Today I thought I would share a delicious, healthy, Ayurvedic-ish curry recipe I made last week.
One of my colleagues brought a bunch of Sweet Potatoes and Choko’s (or Chayote) to work for anyone that wanted them, naturally I took a couple.
I try to follow an Ayurvedic diet as much as possible, and curry’s, vegetables and rice figure a lot in the world of Ayurveda, so I came up with this concoction to use my free loot!
Sweet Potato is one of those magical comfort foods, despite it being “heavy” it is easily digested, and eliminated due to it’s high fibre content. It pacifies Kapha, and feels light in the stomach whilst still being nourishing. Sweet Potato is full of complex carbohydrates so even though it is light, it keeps you fuller for longer. Plus, good news for diabetics: According to preliminary studies it may help stabilise blood sugar levels. Sweet Potato is used all over the world in a variety of ways, and no wonder, I think everyone has cottoned on to how good this orange, starchy, sweet, creamy vegetable is!
Now lets talk about Choko or Chayote, as it’s second name suggests, it is native to South America, but used all over the world.
Choko are very versatile and grow like a weed in Australia. I ate lots of them as a child, my Grandmother used to grow them on the side of her chicken pen, she would peel, quarter, steam/boil them, and serve the Choko with a dob of butter and some salt and pepper, simple but delicious!
Choko remind me of her, and I think that goes some way to explaining why I love them.
Choko can be quite bland, but Dad roasts them with the usual type of Sunday roast veges (potato, pumpkin, carrot, onion etc.), the flavour they take on is amazing!
It’s true what they say, Choko will take on the flavour of whatever you put it with, they can be served raw in salads, boiled, mashed, baked, stuffed, pickled, BBQ’d, curried…
I feel a little like Bubba from Forest Gump, explaining all the ways you can cook shrimp, but Choko are a surprisingly multitalented fruit.
Now back to the Ayurvedic perspective; Choko have a high potassium content and are full of amino acids and Vitamin C, they are classed as quite warming, anti-inflammatory and are excellent for Kapha constitutions, but should be eaten in moderation for Pitta’s – Wah! I’m a split Vata/Pitta.
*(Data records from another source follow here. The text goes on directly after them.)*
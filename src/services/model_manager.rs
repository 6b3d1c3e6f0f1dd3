//! LLM provider selection (Groq or OpenRouter) and the Groq model fallback chain.

use crate::config::LlmSettings;
use crate::constants::{GROQ_MODELS, GROQ_TIMEOUT_SECS, OPENROUTER_TIMEOUT_SECS};
use crate::utils::mask_secret;
use serde::Serialize;
use std::time::Duration;
use tracing::{debug, info, warn};

#[derive(Debug, Clone, Copy, PartialEq, Eq, Serialize)]
#[serde(rename_all = "lowercase")]
pub enum Provider {
    Groq,
    OpenRouter,
}

impl Provider {
    pub fn as_str(&self) -> &'static str {
        match self {
            Provider::Groq => "groq",
            Provider::OpenRouter => "openrouter",
        }
    }
}

/// Selected provider plus the model fallback chain
#[derive(Debug, Clone)]
pub struct ModelManager {
    provider: Provider,
    api_key: Option<String>,
    models: Vec<String>,
    index: usize,
}

impl ModelManager {
    /// Groq when enabled and keyed, otherwise OpenRouter
    pub fn from_settings(settings: &LlmSettings) -> Self {
        match (&settings.groq_api_key, settings.use_groq) {
            (Some(key), true) => {
                info!("Using Groq models with auto-fallback, starting with {}", GROQ_MODELS[0]);
                Self {
                    provider: Provider::Groq,
                    api_key: Some(key.clone()),
                    models: GROQ_MODELS.iter().map(|m| m.to_string()).collect(),
                    index: 0,
                }
            }
            _ => {
                match &settings.openrouter_api_key {
                    Some(key) => info!("OPENROUTER_API_KEY found: {}", mask_secret(key)),
                    None => warn!("OPENROUTER_API_KEY not found. Set it in .env to enable the assistant"),
                }
                info!("Using OpenRouter model: {}", settings.openrouter_model);
                Self {
                    provider: Provider::OpenRouter,
                    api_key: settings.openrouter_api_key.clone(),
                    models: vec![settings.openrouter_model.clone()],
                    index: 0,
                }
            }
        }
    }

    pub fn provider(&self) -> Provider {
        self.provider
    }

    pub fn api_key(&self) -> Option<&str> {
        self.api_key.as_deref()
    }

    pub fn current_model(&self) -> &str {
        &self.models[self.index]
    }

    /// Position of the current model in the fallback chain
    pub fn index(&self) -> usize {
        self.index
    }

    pub fn timeout(&self) -> Duration {
        match self.provider {
            Provider::Groq => Duration::from_secs(GROQ_TIMEOUT_SECS),
            Provider::OpenRouter => Duration::from_secs(OPENROUTER_TIMEOUT_SECS),
        }
    }

    pub fn has_more_models(&self) -> bool {
        self.provider == Provider::Groq && self.index + 1 < self.models.len()
    }

    /// Advance to the next Groq model; `false` when exhausted or on OpenRouter
    pub fn switch_to_next_model(&mut self) -> bool {
        if !self.has_more_models() {
            if self.provider == Provider::Groq {
                warn!("No more Groq models available for fallback");
            }
            return false;
        }
        self.index += 1;
        warn!("Switching to next Groq model: {}", self.current_model());
        true
    }

    /// Report that the model at `failed` hit a limit.
    ///
    /// Only advances when `failed` is still the current model, so concurrent
    /// requests failing on the same model move the chain by one step.
    pub fn switch_from(&mut self, failed: usize) -> bool {
        if self.index != failed {
            debug!(
                "Model {} already replaced by {}",
                self.models.get(failed).map(String::as_str).unwrap_or("?"),
                self.current_model()
            );
            return true;
        }
        self.switch_to_next_model()
    }
}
Alright, now I’ve bored you sufficiently with my food geekiness, I’ll give you the recipe.
Sweet Potato and Choko Curry
1x large Sweet Potato, peeled and chopped in medium sized chunks, boiled until soft
1x large Choko, peeled, seed removed, chopped into cubes
3x medium sized Tomatoes, skin removed, finely chopped
1 large Onion, finely diced
4 cloves of Garlic, finely diced (4 cloves because I love garlic, for those less garlic inclined you can use less. Also garlic can be substituted for 1/2 teaspoon of Asafoetida/Hing)
1 teaspoon of ground Ginger
1/2 teaspoon of Mustard Seeds
10-12 Curry leaves
1 teaspoon of smokey Paprika
1 tablespoon of Coriander powder
1 teaspoon of Cumin powder
1/2 teaspoon of Turmeric powder
1 teaspoon of ground Black Pepper
Salt to taste
1 1/2 tablespoons Ghee or Coconut oil (or both)
chopped fresh Coriander leaves for garnish
steamed Basmati rice to serve
– Heat oil in a pot/fry pan, add the mustard seeds and cook until they start to pop.
– Add curry leaves and stir fry for a minute while the flavours infuse into the oil.
– Add the onions and sauté until they turn translucent, add the garlic and cook until onions are light golden brown.
– Add all the spices and stir to combine, allow the spices to heat through, but not to burn.
– Add the Choko, cook stirring frequently for about 5-10 minutes, if the mix is very dry add a little water.
– Add the tomatoes and stir fry until the oil starts to separate and the tomatoes have collapsed into deliciousness
– Add the Sweet Potato and combine. Keep covered with a lid on low heat, simmer for 5 mins
– Check the Choko has softened, if it is still firm/hard replace the lid and check again in 5 mins.
– Remove lid, allow to simmer, stirring occasionally, until the curry has reached your desired consistency.
– Serve onto plate or bowls over the top of fluffy steamed basmati rice, garnish with fresh coriander.
I hope you try out this recipe and have fun with it. Don’t be afraid to substitute. Pumpkin & Zucchini would have a similar flavour and would be delicious!